Prosta historia z „życia wzięta”, szybkie zwroty akcji i aktorzy – amatorzy. To przepis na serial paradokumentalny. Czołowe stacje telewizyjne mają je w sowich ramówkach już od kilku lat, co świadczy o popularności tego typu produkcji. – Jesteśmy wiernymi fanami tych seriali. Zawsze oglądamy je razem – przyznają Patryk i Patrycja, którzy przyszli na casting do seriali paradokumentalnych w Kaliszu.
Paradokumenty królują w ramówkach. Odcinek goni odcinek, a do każdego potrzeba nowych twarzy. Bohaterów producent popularnych paradokumentów szukał w czwartek w Kaliszu. - Szukamy osób w każdym wieku, o różnej aparycji. Tak naprawdę najważniejsze jest to, żeby były to osoby naturalne, które swobodnie wypowiadają się przed kamerą, żeby były emocjonalne – mówi Karolina Kasperek, organizatorka castingu.
Na ogłoszenie o castingu odpowiedziały przede wszystkim młode osoby. - Zdecydowałem się, ponieważ ciekawiło mnie, jak to jest zagrać serialu. Chciałbym spróbować swoich sił, przeżyć coś nowego – mówi Patryk. – My przegraliśmy zakład. Założyliśmy się ze znajomymi. Kto przegrał, musiał tutaj przyjść. Padło na nas, więc jesteśmy.
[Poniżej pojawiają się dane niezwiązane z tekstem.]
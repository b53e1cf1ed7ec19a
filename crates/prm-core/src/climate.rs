//! # Climate Zone — ASHRAE 169 Classification
//!
//! Parses and classifies ASHRAE 169 climate zone designations. Nearly every
//! standards lookup is keyed on the climate zone, and several rules branch on
//! the thermal number (0 through 8) or the moisture regime (A, B, C).
//!
//! ## Design
//!
//! The canonical string form is `"ASHRAE 169-<edition>-<code>"`, for example
//! `"ASHRAE 169-2013-5A"`. Both the 2006 and 2013 editions share the same
//! zone codes; rule decisions depend only on the code, while table lookups
//! use the full designation.

use std::fmt;
use std::str::FromStr;

use serde::{Deserialize, Serialize};

use crate::error::PrmError;

/// Edition of ASHRAE Standard 169 the designation belongs to.
#[derive(Debug, Clone, Copy, PartialEq, Eq, Hash, PartialOrd, Ord)]
pub enum ClimateZoneSet {
    /// ASHRAE 169-2006.
    Ashrae169_2006,
    /// ASHRAE 169-2013.
    Ashrae169_2013,
}

impl ClimateZoneSet {
    /// The edition year as used in the canonical designation.
    pub fn as_str(&self) -> &'static str {
        match self {
            Self::Ashrae169_2006 => "2006",
            Self::Ashrae169_2013 => "2013",
        }
    }
}

/// Moisture regime of a climate zone.
#[derive(Debug, Clone, Copy, PartialEq, Eq, Hash, PartialOrd, Ord)]
pub enum Moisture {
    /// Moist.
    A,
    /// Dry.
    B,
    /// Marine.
    C,
}

impl Moisture {
    /// Single-letter code.
    pub fn as_char(&self) -> char {
        match self {
            Self::A => 'A',
            Self::B => 'B',
            Self::C => 'C',
        }
    }
}

/// Every zone code recognized by the standards tables, in canonical order.
const ZONE_CODES: &[(u8, Moisture)] = &[
    (0, Moisture::A),
    (0, Moisture::B),
    (1, Moisture::A),
    (1, Moisture::B),
    (2, Moisture::A),
    (2, Moisture::B),
    (3, Moisture::A),
    (3, Moisture::B),
    (3, Moisture::C),
    (4, Moisture::A),
    (4, Moisture::B),
    (4, Moisture::C),
    (5, Moisture::A),
    (5, Moisture::B),
    (5, Moisture::C),
    (6, Moisture::A),
    (6, Moisture::B),
    (7, Moisture::A),
    (7, Moisture::B),
    (8, Moisture::A),
    (8, Moisture::B),
];

/// A parsed ASHRAE 169 climate zone.
#[derive(Debug, Clone, Copy, PartialEq, Eq, Hash, PartialOrd, Ord, Serialize, Deserialize)]
#[serde(try_from = "String", into = "String")]
pub struct ClimateZone {
    set: ClimateZoneSet,
    number: u8,
    moisture: Moisture,
}

impl ClimateZone {
    const PREFIX: &'static str = "ASHRAE 169-";

    /// Build a climate zone from its edition and short code (`"5A"`).
    pub fn from_code(set: ClimateZoneSet, code: &str) -> Result<Self, PrmError> {
        let invalid = |reason: &str| PrmError::InvalidClimateZone {
            input: code.to_string(),
            reason: reason.to_string(),
        };
        let mut chars = code.trim().chars();
        let number = chars
            .next()
            .and_then(|c| c.to_digit(10))
            .ok_or_else(|| invalid("missing thermal zone number"))? as u8;
        let moisture = match chars.next() {
            Some('A') => Moisture::A,
            Some('B') => Moisture::B,
            Some('C') => Moisture::C,
            _ => return Err(invalid("missing moisture regime")),
        };
        if chars.next().is_some() {
            return Err(invalid("trailing characters"));
        }
        if !ZONE_CODES.contains(&(number, moisture)) {
            return Err(invalid("zone code is not defined by ASHRAE 169"));
        }
        Ok(Self {
            set,
            number,
            moisture,
        })
    }

    /// All zones of one edition, in canonical order.
    pub fn all(set: ClimateZoneSet) -> Vec<ClimateZone> {
        ZONE_CODES
            .iter()
            .map(|&(number, moisture)| Self {
                set,
                number,
                moisture,
            })
            .collect()
    }

    /// The ASHRAE 169 edition.
    pub fn set(&self) -> ClimateZoneSet {
        self.set
    }

    /// Thermal zone number, 0 (extremely hot) through 8 (subarctic).
    pub fn number(&self) -> u8 {
        self.number
    }

    /// Moisture regime.
    pub fn moisture(&self) -> Moisture {
        self.moisture
    }

    /// Short code such as `"5A"`.
    pub fn code(&self) -> String {
        format!("{}{}", self.number, self.moisture.as_char())
    }

    /// Whether the short code is one of `codes`.
    pub fn is_one_of(&self, codes: &[&str]) -> bool {
        let code = self.code();
        codes.iter().any(|c| *c == code)
    }
}

impl fmt::Display for ClimateZone {
    fn fmt(&self, f: &mut fmt::Formatter<'_>) -> fmt::Result {
        write!(
            f,
            "{}{}-{}{}",
            Self::PREFIX,
            self.set.as_str(),
            self.number,
            self.moisture.as_char()
        )
    }
}

impl FromStr for ClimateZone {
    type Err = PrmError;

    /// Parse `"ASHRAE 169-2006-5A"` or `"ASHRAE 169-2013-5A"`.
    fn from_str(s: &str) -> Result<Self, Self::Err> {
        let rest = s
            .strip_prefix(Self::PREFIX)
            .ok_or_else(|| PrmError::InvalidClimateZone {
                input: s.to_string(),
                reason: "expected an \"ASHRAE 169-\" designation".to_string(),
            })?;
        let (edition, code) = rest
            .split_once('-')
            .ok_or_else(|| PrmError::InvalidClimateZone {
                input: s.to_string(),
                reason: "missing edition separator".to_string(),
            })?;
        let set = match edition {
            "2006" => ClimateZoneSet::Ashrae169_2006,
            "2013" => ClimateZoneSet::Ashrae169_2013,
            other => {
                return Err(PrmError::InvalidClimateZone {
                    input: s.to_string(),
                    reason: format!("unsupported ASHRAE 169 edition {other:?}"),
                })
            }
        };
        Self::from_code(set, code).map_err(|_| PrmError::InvalidClimateZone {
            input: s.to_string(),
            reason: format!("unknown zone code {code:?}"),
        })
    }
}

impl TryFrom<String> for ClimateZone {
    type Error = PrmError;

    fn try_from(value: String) -> Result<Self, Self::Error> {
        value.parse()
    }
}

impl From<ClimateZone> for String {
    fn from(value: ClimateZone) -> Self {
        value.to_string()
    }
}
W ogóle się nie stresujemy – śmieje się Jacek.
Na kandydatów czekało jedno, to samo zadanie: odegranie 3-minutowej scenki na podstawie wcześniej przeczytanego scenariusza. Wszystko oczywiście improwizowane. Tekstów w paradokumentach nikt nie uczy się na pamięć. Tematem było morderstwo, ale szczegółów nie wolno nam zdradzać. Każde wystąpienie zostało nagrane i trafi do bazy producenta.
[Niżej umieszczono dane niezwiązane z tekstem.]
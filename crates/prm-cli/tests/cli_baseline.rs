//! Baseline and lookup commands over model files on disk.

use prm_cli::baseline::{run_baseline_cmd, BaselineArgs};
use prm_cli::lookup::{run_econ_limits, EconLimitsArgs};
use prm_model::{
    load_model, save_model, AirLoop, AirTerminalKind, ControllerOutdoorAir, EconomizerType, Model,
    OutdoorAirSystem, OutsideBoundary, Space, Surface, SurfaceType, ThermalZone,
};

fn office() -> Model {
    let mut model = Model::new("Office");
    let zone = model.add_thermal_zone(ThermalZone::new("Core"));
    let mut space = Space::new("Core Space", 200.0, 600.0);
    space.surfaces.push(Surface {
        name: "Core Wall".into(),
        surface_type: SurfaceType::Wall,
        outside_boundary: OutsideBoundary::Outdoors,
        gross_area: 40.0,
        sub_surfaces: Vec::new(),
    });
    let space = model.add_space(space);
    model.assign_space_to_zone(space, zone).unwrap();

    let mut air_loop = AirLoop::new("VAV 1");
    air_loop.outdoor_air_system = Some(OutdoorAirSystem {
        name: "VAV 1 OA System".into(),
        controller: ControllerOutdoorAir::new("VAV 1 OA Controller", EconomizerType::FixedDryBulb),
        components: Vec::new(),
    });
    air_loop.add_branch(zone, AirTerminalKind::VavReheat);
    model.add_air_loop(air_loop);
    model
}

#[test]
fn baseline_writes_model_and_report() {
    let dir = tempfile::tempdir().unwrap();
    let model_path = dir.path().join("office.json");
    let config_path = dir.path().join("run.yaml");
    let report_path = dir.path().join("report.json");
    save_model(&office(), &model_path).unwrap();
    std::fs::write(
        &config_path,
        "template: 90.1-PRM-2019\nclimate_zone: ASHRAE 169-2013-5A\nbuilding_type: MediumOffice\n",
    )
    .unwrap();

    let args = BaselineArgs {
        model: model_path,
        standards: None,
        config: config_path,
        out: dir.path().join("baseline.json"),
        report: Some(report_path.clone()),
    };
    assert_eq!(run_baseline_cmd(&args).unwrap(), 0);

    let baseline = load_model(&args.out).unwrap();
    let space = baseline.spaces.iter().find(|s| s.name == "Core Space").unwrap();
    assert!(space.infiltration.iter().any(|i| i.name == "Core Space Infiltration"));

    let report: serde_json::Value = serde_json::from_str(&std::fs::read_to_string(report_path).unwrap()).unwrap();
    assert_eq!(report["infiltration"]["spaces"], 1);
    assert_eq!(report["infiltration"]["envelope_area"], 40.0);
}

#[test]
fn econ_limits_reports_unknown_air_loop() {
    let dir = tempfile::tempdir().unwrap();
    let model_path = dir.path().join("office.yaml");
    save_model(&office(), &model_path).unwrap();

    let args = EconLimitsArgs {
        template: "90.1-2019".into(),
        climate_zone: "ASHRAE 169-2013-5A".into(),
        model: model_path,
        air_loop: "Missing Loop".into(),
        standards: None,
    };
    let err = run_econ_limits(&args).unwrap_err();
    assert!(format!("{err:#}").contains("Missing Loop"));
}

#[test]
fn econ_limits_for_known_air_loop() {
    let dir = tempfile::tempdir().unwrap();
    let model_path = dir.path().join("office.json");
    save_model(&office(), &model_path).unwrap();

    let args = EconLimitsArgs {
        template: "90.1-2019".into(),
        climate_zone: "ASHRAE 169-2013-5A".into(),
        model: model_path,
        air_loop: "VAV 1".into(),
        standards: None,
    };
    assert_eq!(run_econ_limits(&args).unwrap(), 0);
}
//! Property tests for climate zone parsing and unit conversion.

use prm_core::units;
use prm_core::{ClimateZone, ClimateZoneSet, Moisture};
use proptest::prelude::*;

fn any_zone() -> impl Strategy<Value = ClimateZone> {
    let sets = prop_oneof![
        Just(ClimateZoneSet::Ashrae169_2006),
        Just(ClimateZoneSet::Ashrae169_2013)
    ];
    (sets, 0usize..21).prop_map(|(set, i)| ClimateZone::all(set)[i])
}

proptest! {
    #[test]
    fn parse_of_display_is_identity(cz in any_zone()) {
        let parsed: ClimateZone = cz.to_string().parse().unwrap();
        prop_assert_eq!(parsed, cz);
    }

    #[test]
    fn code_roundtrips_through_from_code(cz in any_zone()) {
        let rebuilt = ClimateZone::from_code(cz.set(), &cz.code()).unwrap();
        prop_assert_eq!(rebuilt, cz);
    }

    #[test]
    fn marine_regime_only_in_zones_3_to_5(cz in any_zone()) {
        if cz.moisture() == Moisture::C {
            prop_assert!((3..=5).contains(&cz.number()));
        }
    }

    #[test]
    fn arbitrary_strings_never_panic(s in "\\PC*") {
        let _ = s.parse::<ClimateZone>();
    }

    #[test]
    fn temperature_conversion_roundtrips(t in -100.0f64..200.0) {
        prop_assert!((units::c_to_f(units::f_to_c(t)) - t).abs() < 1e-9);
    }

    #[test]
    fn area_conversion_roundtrips(a in 0.0f64..1.0e7) {
        let back = units::ft2_to_m2(units::m2_to_ft2(a));
        prop_assert!((back - a).abs() <= 1e-9 * a.max(1.0));
    }
}
//! Loading a project standards directory layered over the bundled tables.

use prm_core::Template;
use prm_standards::{
    flag_is_true, validate_standards, BuildingType, PrototypeConfig, PrototypeRegistry,
    SearchCriteria, StandardsData, UserData,
};

fn project_dir() -> tempfile::TempDir {
    let dir = tempfile::tempdir().unwrap();
    std::fs::write(
        dir.path().join("userdata_airloop_hvac.csv"),
        "name,dcv_exception_airloop\nVAV_1,TRUE\nVAV_2,FALSE\n",
    )
    .unwrap();
    std::fs::write(
        dir.path().join("userdata_building.csv"),
        "name,building_type_for_hvac,building_type_for_wwr,building_type_for_swh\nCampus,retail,office,healthcare\n",
    )
    .unwrap();
    std::fs::write(
        dir.path().join("prototype_inputs.json"),
        r#"{"prototype_inputs": [{"template": "90.1-2007", "building_type": "LargeHotel", "floor_area_m2": 12000.0, "number_of_stories": 6, "geometry": "custom.osm"}]}"#,
    )
    .unwrap();
    dir
}

fn layered() -> StandardsData {
    let dir = project_dir();
    let mut data = StandardsData::load_dir(dir.path()).unwrap();
    data.extend(StandardsData::bundled().unwrap());
    data
}

#[test]
fn project_rows_take_precedence() {
    let registry = PrototypeRegistry::from_data(&layered()).unwrap();
    let proto = registry
        .resolve(&PrototypeConfig {
            template: Template::Ashrae2007,
            building_type: BuildingType::LargeHotel,
        })
        .unwrap();
    assert_eq!(proto.input.floor_area_m2, 12000.0);
    assert_eq!(proto.input.extra["geometry"], "custom.osm");
}

#[test]
fn csv_user_data_decodes() {
    let ud = UserData::from_standards(&layered()).unwrap();
    assert!(flag_is_true(ud.air_loop("vav_1").unwrap().dcv_exception_airloop.as_ref()));
    assert!(!flag_is_true(ud.air_loop("VAV_2").unwrap().dcv_exception_airloop.as_ref()));
    let b = ud.building("campus").unwrap();
    assert_eq!(b.building_type_for_swh.as_deref(), Some("healthcare"));
}

#[test]
fn bundled_lookups_survive_layering() {
    let data = layered();
    let c = SearchCriteria::new()
        .with("template", "90.1-2019")
        .with("climate_zone", "ASHRAE 169-2013-4B");
    let row = data.find_object("economizers", &c).unwrap();
    assert_eq!(row["fixed_dry_bulb_high_limit_shutoff_temp"], 75.0);
}

#[test]
fn layered_data_validates() {
    let result = validate_standards(&layered());
    assert!(result.is_valid, "errors: {:?}", result.errors);
}

#[test]
fn missing_directory_is_error() {
    let dir = tempfile::tempdir().unwrap();
    assert!(StandardsData::load_dir(&dir.path().join("absent")).is_err());
}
Podczas tworzenia scenariuszy poszczególnych odcinków twórcy serialu korzystając z bazy, dobierają aktora - amatora do roli, która według nich będzie najbardziej odpowiednia dla danej osoby. Jaka byłaby najlepsza dla popularnego kaliskiego rikszarza – przebierańca, znanego jako „Bolo”? On sam jeszcze nie wie, a casting traktuje jako przygodę i wyzwanie. - Nie ukrywam, że chciałbym wystąpić w takim serialu, uwiecznić tą moją amatorską stronę kolorowego człowieka. Mówią o mnie, że jestem kaliskim gawroszem. Uważam, że należy próbować różnych rzeczy – mówi Bolesław Ogorzelski, „Bolo”.
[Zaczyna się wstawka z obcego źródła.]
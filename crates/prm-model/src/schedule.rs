//! # Schedules — Constant, Ruleset, and Compact
//!
//! Schedules drive loads, availability, and control setpoints. Rules read
//! them in three ways: as a full year of hourly values (operating hours,
//! sizing extremes), as design-day profiles (heating setpoints), and by
//! object type (EMS actuator component types).
//!
//! ## Design
//!
//! Day profiles are lists of `(until_hour, value)` pairs in the EnergyPlus
//! convention: each value holds from the previous breakpoint up to and
//! excluding `until_hour`. Annual evaluation walks a calendar year with
//! `chrono`, using a non-leap assumed year so every schedule yields 8760
//! hourly values.

use chrono::{Datelike, NaiveDate};
use serde::{Deserialize, Serialize};

use prm_core::ScheduleId;

/// Calendar year used when a schedule is expanded to hourly values.
pub const ASSUMED_YEAR: i32 = 2009;

/// A `(until_hour, value)` breakpoint in a day profile.
#[derive(Debug, Clone, Copy, PartialEq, Serialize, Deserialize)]
pub struct TimeValue {
    /// Hour of day (0, 24] up to which `value` applies.
    pub until_hour: f64,
    /// Schedule value.
    pub value: f64,
}

/// A 24-hour profile.
#[derive(Debug, Clone, PartialEq, Serialize, Deserialize)]
pub struct ScheduleDay {
    /// Profile name.
    pub name: String,
    /// Breakpoints in ascending `until_hour` order.
    pub values: Vec<TimeValue>,
}

impl ScheduleDay {
    /// A profile holding one value all day.
    pub fn constant(name: impl Into<String>, value: f64) -> Self {
        Self {
            name: name.into(),
            values: vec![TimeValue {
                until_hour: 24.0,
                value,
            }],
        }
    }

    /// A profile from `(until_hour, value)` pairs.
    pub fn from_pairs(name: impl Into<String>, pairs: &[(f64, f64)]) -> Self {
        Self {
            name: name.into(),
            values: pairs
                .iter()
                .map(|&(until_hour, value)| TimeValue { until_hour, value })
                .collect(),
        }
    }

    /// Value in effect at `hour` (0.0 ≤ hour < 24.0).
    pub fn value_at(&self, hour: f64) -> f64 {
        self.values
            .iter()
            .find(|tv| hour < tv.until_hour)
            .or_else(|| self.values.last())
            .map(|tv| tv.value)
            .unwrap_or(0.0)
    }

    /// The 24 hourly values, sampled at each hour's midpoint.
    pub fn hourly_values(&self) -> [f64; 24] {
        let mut out = [0.0; 24];
        for (h, slot) in out.iter_mut().enumerate() {
            *slot = self.value_at(h as f64 + 0.5);
        }
        out
    }

    /// Smallest and largest breakpoint values.
    pub fn min_max(&self) -> Option<(f64, f64)> {
        let mut iter = self.values.iter().map(|tv| tv.value);
        let first = iter.next()?;
        Some(iter.fold((first, first), |(lo, hi), v| (lo.min(v), hi.max(v))))
    }
}

/// A month/day calendar point.
#[derive(Debug, Clone, Copy, PartialEq, Eq, PartialOrd, Ord, Serialize, Deserialize)]
pub struct MonthDay {
    /// Month, 1-12.
    pub month: u32,
    /// Day of month, 1-31.
    pub day: u32,
}

impl MonthDay {
    /// Construct a month/day point.
    pub fn new(month: u32, day: u32) -> Self {
        Self { month, day }
    }

    fn of(date: NaiveDate) -> Self {
        Self {
            month: date.month(),
            day: date.day(),
        }
    }
}

/// A rule overriding the default day within a date range on selected weekdays.
#[derive(Debug, Clone, PartialEq, Serialize, Deserialize)]
pub struct ScheduleRule {
    /// Rule name.
    pub name: String,
    /// First date the rule applies.
    pub start: MonthDay,
    /// Last date the rule applies. A range with `end < start` wraps the new year.
    pub end: MonthDay,
    /// Applicable weekdays, Monday first.
    pub weekdays: [bool; 7],
    /// The profile applied on matching days.
    pub day: ScheduleDay,
}

impl ScheduleRule {
    /// Weekday flags for Monday through Friday.
    pub const WEEKDAYS: [bool; 7] = [true, true, true, true, true, false, false];
    /// Weekday flags for Saturday and Sunday.
    pub const WEEKENDS: [bool; 7] = [false, false, false, false, false, true, true];
    /// Every day of the week.
    pub const ALL_DAYS: [bool; 7] = [true; 7];

    /// Whether this rule covers `date`.
    pub fn applies_to(&self, date: NaiveDate) -> bool {
        let md = MonthDay::of(date);
        let in_range = if self.start <= self.end {
            self.start <= md && md <= self.end
        } else {
            md >= self.start || md <= self.end
        };
        in_range && self.weekdays[date.weekday().num_days_from_monday() as usize]
    }
}

/// A default day refined by prioritized rules and design-day overrides.
#[derive(Debug, Clone, PartialEq, Serialize, Deserialize)]
pub struct ScheduleRuleset {
    /// Profile used when no rule applies.
    pub default_day: ScheduleDay,
    /// Rules in priority order; the first match wins.
    #[serde(default)]
    pub rules: Vec<ScheduleRule>,
    /// Profile used on cooling design days.
    #[serde(default)]
    pub summer_design_day: Option<ScheduleDay>,
    /// Profile used on heating design days.
    #[serde(default)]
    pub winter_design_day: Option<ScheduleDay>,
}

impl ScheduleRuleset {
    /// The profile in effect on `date`.
    pub fn day_for(&self, date: NaiveDate) -> &ScheduleDay {
        self.rules
            .iter()
            .find(|r| r.applies_to(date))
            .map(|r| &r.day)
            .unwrap_or(&self.default_day)
    }
}

/// One period of a compact schedule, covering dates up to and including `through`.
#[derive(Debug, Clone, PartialEq, Serialize, Deserialize)]
pub struct CompactPeriod {
    /// Last date of the period.
    pub through: MonthDay,
    /// Profile applied every day in the period.
    pub day: ScheduleDay,
}

/// Schedule body variants.
#[derive(Debug, Clone, PartialEq, Serialize, Deserialize)]
#[serde(tag = "type", rename_all = "snake_case")]
pub enum ScheduleKind {
    /// One value for the whole year.
    Constant {
        /// Schedule value.
        value: f64,
    },
    /// Default day with rules.
    Ruleset(ScheduleRuleset),
    /// Sequential periods with one profile each.
    Compact {
        /// Periods in date order.
        periods: Vec<CompactPeriod>,
    },
}

/// Which design-day profile to inspect.
#[derive(Debug, Clone, Copy, PartialEq, Eq)]
pub enum DesignDay {
    /// Cooling (summer) design day.
    Cooling,
    /// Heating (winter) design day.
    Heating,
}

/// A named schedule.
#[derive(Debug, Clone, PartialEq, Serialize, Deserialize)]
pub struct Schedule {
    /// Identifier.
    pub id: ScheduleId,
    /// Unique name.
    pub name: String,
    /// Body.
    pub kind: ScheduleKind,
}

impl Schedule {
    /// A constant schedule.
    pub fn constant(name: impl Into<String>, value: f64) -> Self {
        Self {
            id: ScheduleId::new(),
            name: name.into(),
            kind: ScheduleKind::Constant { value },
        }
    }

    /// A ruleset schedule with only a default day.
    pub fn ruleset(name: impl Into<String>, default_day: ScheduleDay) -> Self {
        Self {
            id: ScheduleId::new(),
            name: name.into(),
            kind: ScheduleKind::Ruleset(ScheduleRuleset {
                default_day,
                rules: Vec::new(),
                summer_design_day: None,
                winter_design_day: None,
            }),
        }
    }

    /// A ruleset schedule holding one value on every day, design days included.
    pub fn constant_ruleset(name: impl Into<String>, value: f64) -> Self {
        let name = name.into();
        let day = ScheduleDay::constant(format!("{name} Default"), value);
        Self {
            id: ScheduleId::new(),
            kind: ScheduleKind::Ruleset(ScheduleRuleset {
                default_day: day.clone(),
                rules: Vec::new(),
                summer_design_day: Some(day.clone()),
                winter_design_day: Some(day),
            }),
            name,
        }
    }

    /// The EnergyPlus object type, as used for EMS actuator component types.
    pub fn idd_type(&self) -> &'static str {
        match self.kind {
            ScheduleKind::Constant { .. } => "Schedule:Constant",
            ScheduleKind::Ruleset(_) => "Schedule:Year",
            ScheduleKind::Compact { .. } => "Schedule:Compact",
        }
    }

    /// Ruleset body, if this is a ruleset schedule.
    pub fn as_ruleset(&self) -> Option<&ScheduleRuleset> {
        match &self.kind {
            ScheduleKind::Ruleset(r) => Some(r),
            _ => None,
        }
    }

    /// Mutable ruleset body, if this is a ruleset schedule.
    pub fn as_ruleset_mut(&mut self) -> Option<&mut ScheduleRuleset> {
        match &mut self.kind {
            ScheduleKind::Ruleset(r) => Some(r),
            _ => None,
        }
    }

    /// Hourly values for `date`.
    pub fn hourly_values_on(&self, date: NaiveDate) -> [f64; 24] {
        match &self.kind {
            ScheduleKind::Constant { value } => [*value; 24],
            ScheduleKind::Ruleset(r) => r.day_for(date).hourly_values(),
            ScheduleKind::Compact { periods } => {
                let md = MonthDay::of(date);
                periods
                    .iter()
                    .find(|p| md <= p.through)
                    .or_else(|| periods.last())
                    .map(|p| p.day.hourly_values())
                    .unwrap_or([0.0; 24])
            }
        }
    }

    /// Hourly values for every day of `year`, in chronological order.
    pub fn annual_hourly_values(&self, year: i32) -> Vec<f64> {
        let Some(jan1) = NaiveDate::from_ymd_opt(year, 1, 1) else {
            return Vec::new();
        };
        let mut out = Vec::with_capacity(8784);
        for date in jan1.iter_days().take_while(|d| d.year() == year) {
            out.extend_from_slice(&self.hourly_values_on(date));
        }
        out
    }

    /// The 8760 hourly values of the assumed year.
    pub fn values_8760(&self) -> Vec<f64> {
        self.annual_hourly_values(ASSUMED_YEAR)
    }

    /// Number of hours in the assumed year whose value exceeds `threshold`.
    pub fn annual_hours_above(&self, threshold: f64) -> f64 {
        self.values_8760().iter().filter(|v| **v > threshold).count() as f64
    }

    /// Most frequent hourly value on weekdays (Monday-Friday) of the assumed
    /// year. Ties resolve to the value seen first.
    pub fn weekday_mode(&self) -> Option<f64> {
        let jan1 = NaiveDate::from_ymd_opt(ASSUMED_YEAR, 1, 1)?;
        let mut counts: Vec<(f64, usize)> = Vec::new();
        for date in jan1.iter_days().take_while(|d| d.year() == ASSUMED_YEAR) {
            if date.weekday().num_days_from_monday() >= 5 {
                continue;
            }
            for v in self.hourly_values_on(date) {
                match counts.iter_mut().find(|(seen, _)| *seen == v) {
                    Some((_, n)) => *n += 1,
                    None => counts.push((v, 1)),
                }
            }
        }
        let mut best: Option<(f64, usize)> = None;
        for (v, n) in counts {
            if best.map_or(true, |(_, bn)| n > bn) {
                best = Some((v, n));
            }
        }
        best.map(|(v, _)| v)
    }

    /// Minimum and maximum of the design-day profile.
    ///
    /// Ruleset schedules without an explicit design-day profile fall back to
    /// the extremes over the whole year.
    pub fn design_day_min_max(&self, design_day: DesignDay) -> Option<(f64, f64)> {
        match &self.kind {
            ScheduleKind::Constant { value } => Some((*value, *value)),
            ScheduleKind::Ruleset(r) => {
                let dd = match design_day {
                    DesignDay::Cooling => r.summer_design_day.as_ref(),
                    DesignDay::Heating => r.winter_design_day.as_ref(),
                };
                match dd {
                    Some(day) => day.min_max(),
                    None => self.annual_min_max(),
                }
            }
            ScheduleKind::Compact { .. } => self.annual_min_max(),
        }
    }

    /// Extremes over the assumed year.
    pub fn annual_min_max(&self) -> Option<(f64, f64)> {
        let values = self.values_8760();
        let mut iter = values.iter().copied();
        let first = iter.next()?;
        Some(iter.fold((first, first), |(lo, hi), v| (lo.min(v), hi.max(v))))
    }
}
Jak przyznają producenci, największe szanse na dostanie roli mają osoby w wieku od 30 do 60 lat. Uczestnicy castingu o tym, czy zagrają jakąś postać w paradokumencie, dowiedzą się telefonicznie. Wynagrodzenie ustalane jest indywidualne. Stawka zależy od postaci, którą się gra i liczby scen. Z danych, do których dotarł portal Bankier.pl wynika, że kwoty te mieszczą się w granicach od 50 do nawet 400 zł za odcinek.
Casting potrwa jeszcze dziś tj. w czwartek do 16:30 i w piątek od 9:00 do 16:00 w Hotelu Europa przy Alei Wolności 5 w Kaliszu.